CLIN 2005 Abstracts
  • Multi-granular resources: OSLIN
    Maarten Janssen (ILTEC, Lisboa, Portugal)
    In the design of lexica for natural language processing purposes, there is a mismatch between two different requirements. On the one hand, the complexities of language require a very fine-grained description of the lexical items, providing all the lexical information necessary for processing the text. But on the other hand, for processing freely chosen texts, there is the need to have at least some information on the full range of lexical items appearing in the text. And given the enormous size of the actual lexicon of a language - especially compounding languages like Dutch, it is impossible to provide very fine-grained information for all words. This problem is made even bigger by the occurrence of neologisms, which require full-size lexicon not just to be big, but constantly updated as well. Many of the most successful shallow parsers, such as these developed in Pisa, are therefore based on the principle of combining different resources.

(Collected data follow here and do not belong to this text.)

//! Conversion of color values to concrete tuples in a fixed space.
//!
//! Invalid values produce a fully transparent black in the requested space.

use crate::{
    error::Error,
    options::{Format, Options},
    resolve_color,
    serialize::serialize_hex,
    space::ColorSpace,
    tuple::ColorTuple,
};

/// Resolve `value` and convert it to `space`
#[must_use]
pub fn color_to_space(value: &str, options: &Options, space: ColorSpace) -> ColorTuple {
    match resolve_color(value, options) {
        Ok(resolved) => resolved.color.to_space(space).to_concrete(),
        Err(_) => ColorTuple::new(space, [0.; 3], 0.),
    }
}

/// Legacy `rgb`, with channels between 0 and 255
#[must_use]
pub fn color_to_rgb(value: &str, options: &Options) -> ColorTuple {
    color_to_space(value, options, ColorSpace::Rgb)
}

#[must_use]
pub fn color_to_hsl(value: &str, options: &Options) -> ColorTuple {
    color_to_space(value, options, ColorSpace::Hsl)
}

#[must_use]
pub fn color_to_hwb(value: &str, options: &Options) -> ColorTuple {
    color_to_space(value, options, ColorSpace::Hwb)
}

#[must_use]
pub fn color_to_lab(value: &str, options: &Options) -> ColorTuple {
    color_to_space(value, options, ColorSpace::Lab)
}

#[must_use]
pub fn color_to_lch(value: &str, options: &Options) -> ColorTuple {
    color_to_space(value, options, ColorSpace::Lch)
}

#[must_use]
pub fn color_to_oklab(value: &str, options: &Options) -> ColorTuple {
    color_to_space(value, options, ColorSpace::Oklab)
}

#[must_use]
pub fn color_to_oklch(value: &str, options: &Options) -> ColorTuple {
    color_to_space(value, options, ColorSpace::Oklch)
}

/// XYZ relative to D65, or to D50 if [Options::d50] is set
#[must_use]
pub fn color_to_xyz(value: &str, options: &Options) -> ColorTuple {
    let space = if options.d50 {
        ColorSpace::XyzD50
    } else {
        ColorSpace::XyzD65
    };
    color_to_space(value, options, space)
}

/// `#rrggbb`, or `#rrggbbaa` if the color is translucent or the format is [Format::HexAlpha].
///
/// Returns `None` for invalid values and for colors with missing channels.
#[must_use]
pub fn color_to_hex(value: &str, options: &Options) -> Option<String> {
    let resolved = resolve_color(value, options).ok()?;
    if resolved.color.has_missing_channels() {
        return None;
    }

    let with_alpha = options.format == Format::HexAlpha;
    Some(serialize_hex(&resolved.color, with_alpha))
}

/// Format a channel value between 0 and 255 as two lowercase hex digits
pub fn number_to_hex(value: f64) -> Result<String, Error> {
    if !value.is_finite() {
        return Err(Error::NotANumber(value.to_string()));
    }

    let rounded = value.round();
    if !(0. ..=255.).contains(&rounded) {
        return Err(Error::OutOfRange(value.to_string(), 0., 255.));
    }

    Ok(format!("{:02x}", rounded as u8))
}

#[cfg(test)]
mod tests {
    use super::{
        color_to_hex, color_to_hsl, color_to_lab, color_to_rgb, color_to_xyz, number_to_hex,
    };
    use crate::{
        error::Error,
        options::{Format, Options},
        space::ColorSpace,
        tuple::ColorTuple,
    };

    #[test]
    fn to_rgb() {
        let options = Options::default();
        assert_eq!(
            color_to_rgb("hwb(none none none / none)", &options),
            ColorTuple::new(ColorSpace::Rgb, [255., 0., 0.], 0.)
        );
        assert_eq!(
            color_to_rgb("not a color", &options),
            ColorTuple::new(ColorSpace::Rgb, [0.; 3], 0.)
        );
    }

    #[test]
    fn to_hsl() {
        assert_eq!(
            color_to_hsl("rgb(255 0 0)", &Options::default()),
            ColorTuple::new(ColorSpace::Hsl, [0., 100., 50.], 1.)
        );
    }

    #[test]
    fn to_lab() {
        let lab = color_to_lab("white", &Options::default());
        let [lightness, a, b] = lab.values();
        assert!((lightness - 100.).abs() < 1e-3);
        assert!(a.abs() < 1e-3);
        assert!(b.abs() < 1e-3);
    }

    #[test]
    fn to_xyz() {
        let d65 = color_to_xyz("white", &Options::default());
        assert_eq!(d65.space, ColorSpace::XyzD65);

        let options = Options {
            d50: true,
            ..Options::default()
        };
        let d50 = color_to_xyz("white", &options);
        assert_eq!(d50.space, ColorSpace::XyzD50);
        assert!((d50.values()[0] - 0.3457 / 0.3585).abs() < 1e-3);
    }

    #[test]
    fn to_hex() {
        let options = Options::default();
        assert_eq!(
            color_to_hex("rgb(255 128 0)", &options).as_deref(),
            Some("#ff8000")
        );
        assert_eq!(
            color_to_hex("rgb(255 128 0)", &Options::with_format(Format::HexAlpha)).as_deref(),
            Some("#ff8000ff")
        );
        assert_eq!(color_to_hex("invalid", &options), None);
        assert_eq!(color_to_hex("rgb(none 0 0)", &options), None);
        assert_eq!(
            color_to_hex("rgb(0 0 0 / none)", &options).as_deref(),
            Some("#00000000")
        );
    }

    #[test]
    fn numbers() {
        assert_eq!(number_to_hex(0.), Ok("00".to_string()));
        assert_eq!(number_to_hex(254.6), Ok("ff".to_string()));
        assert_eq!(
            number_to_hex(f64::NAN),
            Err(Error::NotANumber("NaN".to_string()))
        );
        assert_eq!(
            number_to_hex(256.),
            Err(Error::OutOfRange("256".to_string(), 0., 255.))
        );
    }
}
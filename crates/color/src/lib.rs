//! Resolution and conversion of CSS color values.
//!
//! <https://drafts.csswg.org/css-color-5/>
//!
//! A value like `color-mix(in oklch, var(--accent) 40%, rgb(from white r g b / 0.5))` is
//! resolved in several steps:
//! 1. `var()` references are substituted ([custom_property])
//! 2. the value is parsed into a tree of color functions ([notation], [relative], [mix])
//! 3. channel expressions are evaluated ([calc]) and colors are converted between
//!    spaces where needed ([conversion])
//! 4. the result is serialized in the requested [Format] ([serialize])
//!
//! Resolving the same value many times is cheap when a [Resolver] is used, since it
//! caches every result until [Resolver::clear_cache] is called.

pub mod cache;
pub mod calc;
pub mod conversion;
pub mod convert;
pub mod custom_property;
mod error;
pub mod mix;
mod named;
pub mod notation;
mod options;
pub mod relative;
pub mod serialize;
mod space;
pub mod syntax;
mod tuple;

use std::fmt;

use cache::{Cache, CacheKey};
use notation::{ColorValue, Context, Resolved};
use syntax::{CSSParse, ParseError, Token};

pub use error::Error;
pub use options::{Format, Lookup, Options};
pub use space::{ChannelKind, ColorSpace};
pub use tuple::{Channel, ColorTuple};

/// The result of resolving a color value
#[derive(Clone, Debug, PartialEq)]
pub enum Output {
    Text(String),
    Color(ColorTuple),

    /// The value cannot be represented in the requested format
    Null,

    /// The output of a resolution that was given a [key](Options::key)
    Keyed(String, Box<Output>),
}

impl Output {
    #[must_use]
    pub fn as_text(&self) -> Option<&str> {
        match self {
            Self::Text(text) => Some(text),
            Self::Keyed(_, output) => output.as_text(),
            _ => None,
        }
    }

    #[must_use]
    pub fn as_color(&self) -> Option<&ColorTuple> {
        match self {
            Self::Color(color) => Some(color),
            Self::Keyed(_, output) => output.as_color(),
            _ => None,
        }
    }

    fn with_key(self, key: Option<&str>) -> Self {
        match key {
            Some(key) => Self::Keyed(key.to_string(), Box::new(self)),
            None => self,
        }
    }
}

impl fmt::Display for Output {
    fn fmt(&self, f: &mut fmt::Formatter<'_>) -> fmt::Result {
        match self {
            Self::Text(text) => f.write_str(text),
            Self::Color(color) => {
                let [first, second, third] = color.channels;
                write!(f, "[{}", color.space)?;
                for channel in [first, second, third, color.alpha] {
                    match channel {
                        Channel::Number(n) => write!(f, ", {}", serialize::format_number(n))?,
                        Channel::None => f.write_str(", none")?,
                    }
                }
                f.write_str("]")
            },
            Self::Null => f.write_str("null"),
            Self::Keyed(key, output) => write!(f, "{key}: {output}"),
        }
    }
}

/// Parse a value, after substituting custom properties
fn parse(value: &str, options: &Options) -> Result<ColorValue, ParseError> {
    let mut parser = custom_property::parse_value(value, options)?;
    ColorValue::parse_complete(&mut parser)
}

/// Resolve a value to a color, failing for invalid values and for `currentcolor`
/// without a current color
pub(crate) fn resolve_color(value: &str, options: &Options) -> Result<Resolved, ParseError> {
    parse(value, options)?.resolve(&Context::new(options))
}

/// The output for values that could not be resolved
fn invalid_output(format: Format) -> Output {
    match format {
        Format::ComputedValue => Output::Text("rgba(0, 0, 0, 0)".to_string()),
        Format::SpecifiedValue => Output::Text(String::new()),
        Format::MixValue | Format::Hex | Format::HexAlpha => Output::Null,
    }
}

fn resolve_uncached(value: &str, options: &Options) -> Output {
    let format = options.format;

    let color = match parse(value, options) {
        Ok(color) => color,
        Err(_) => {
            log::debug!("{value:?} is not a valid color");
            return invalid_output(format);
        },
    };

    if color == ColorValue::CurrentColor && options.current_color.is_none() {
        return match format {
            Format::ComputedValue | Format::SpecifiedValue => {
                Output::Text("currentcolor".to_string())
            },
            Format::MixValue | Format::Hex | Format::HexAlpha => Output::Null,
        };
    }

    let context = Context::new(options);
    let output = match format {
        Format::ComputedValue => color
            .resolve(&context)
            .map(|resolved| Output::Text(resolved.serialize())),
        Format::SpecifiedValue => color.to_specified_string(&context).map(Output::Text),
        Format::MixValue => color
            .resolve(&context)
            .map(|resolved| Output::Color(resolved.color)),
        Format::Hex | Format::HexAlpha => color.resolve(&context).map(|resolved| {
            // Missing channels cannot be written as hex digits
            if resolved.color.has_missing_channels() {
                Output::Null
            } else {
                let hex = serialize::serialize_hex(&resolved.color, format == Format::HexAlpha);
                Output::Text(hex)
            }
        }),
    };

    output.unwrap_or_else(|_| {
        log::debug!("{value:?} could not be resolved");
        invalid_output(format)
    })
}

/// Resolve a color value without caching.
///
/// Invalid values never cause an error, they produce a placeholder that depends
/// on the [Format] instead.
#[must_use]
pub fn resolve(value: &str, options: &Options) -> Output {
    resolve_uncached(value, options).with_key(options.key.as_deref())
}

/// Resolves color values and remembers the results
#[derive(Debug, Default)]
pub struct Resolver {
    cache: Cache,
}

impl Resolver {
    #[must_use]
    pub fn new() -> Self {
        Self::default()
    }

    /// Like [resolve], but results are looked up in and stored to the cache.
    ///
    /// Options that contain callbacks bypass the cache.
    #[must_use]
    pub fn resolve(&self, value: &str, options: &Options) -> Output {
        let output = match CacheKey::new(value, options) {
            Some(key) => {
                if let Some(cached) = self.cache.get(&key) {
                    log::debug!("Using cached result for {value:?}");
                    cached
                } else {
                    let output = resolve_uncached(value, options);
                    self.cache.set(key, output.clone());
                    output
                }
            },
            None => resolve_uncached(value, options),
        };

        output.with_key(options.key.as_deref())
    }

    #[must_use]
    pub fn cache(&self) -> &Cache {
        &self.cache
    }

    pub fn clear_cache(&self) {
        self.cache.clear();
    }
}

/// Evaluate a standalone `calc()` expression.
///
/// Returns the reduced value (like `0.5` or `20px`), a simplified `calc()` expression
/// if the value cannot be reduced any further, or the input (with `var()` substituted)
/// if it is not a `calc()` expression. Invalid expressions produce an empty string.
#[must_use]
pub fn css_calc(value: &str, options: &Options) -> String {
    let Ok(mut parser) = custom_property::parse_value(value, options) else {
        return String::new();
    };

    let is_calc = parser
        .peek_token_ignoring_whitespace(0)
        .is_some_and(|token| token.is_function("calc"));

    if !is_calc {
        return parser
            .remaining_tokens()
            .iter()
            .map(Token::to_string)
            .collect::<String>()
            .trim()
            .to_string();
    }

    let scope = calc::Scope {
        dimensions: Some(&options.dimension),
        ..calc::Scope::default()
    };

    calc::CalcNode::parse_complete(&mut parser)
        .ok()
        .and_then(|node| node.evaluate(&scope))
        .map(|term| term.to_calc_string())
        .unwrap_or_default()
}

/// Whether the value is syntactically a color.
///
/// `var()` references are not substituted, so values containing them are not colors.
#[must_use]
pub fn is_color(value: &str) -> bool {
    ColorValue::parse_from_str(value).is_ok()
}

But the problem with this is that these resources are not designed to be compatible, and often cannot be combined coherently. This paper explains the mutli-granular design of OSLIN - an open-source lexical information network - a proposal for the construction of a network of lexical resources, in which not all lexical items need to be described at the same level of granularity. OSLIN is based upon the design of the MorDebe database, developed by the ILTEC institute in Lisbon, which is a full-scale (inflectional) morphological database, currently containing around 1,,5M word-forms for Portuguese. MorDebe is fully integrated with a semi-automatic neologism tracking system called NeoTrack, and hence provides a constantly kept up-to-date resource. The idea behind OSLIN is to construct a network of coherent lexical resources around these basic morphological data. This paper focusses on the problems such a network faces, possible solutions to these problems, and the possibility of setting up a partially wiki-based framework.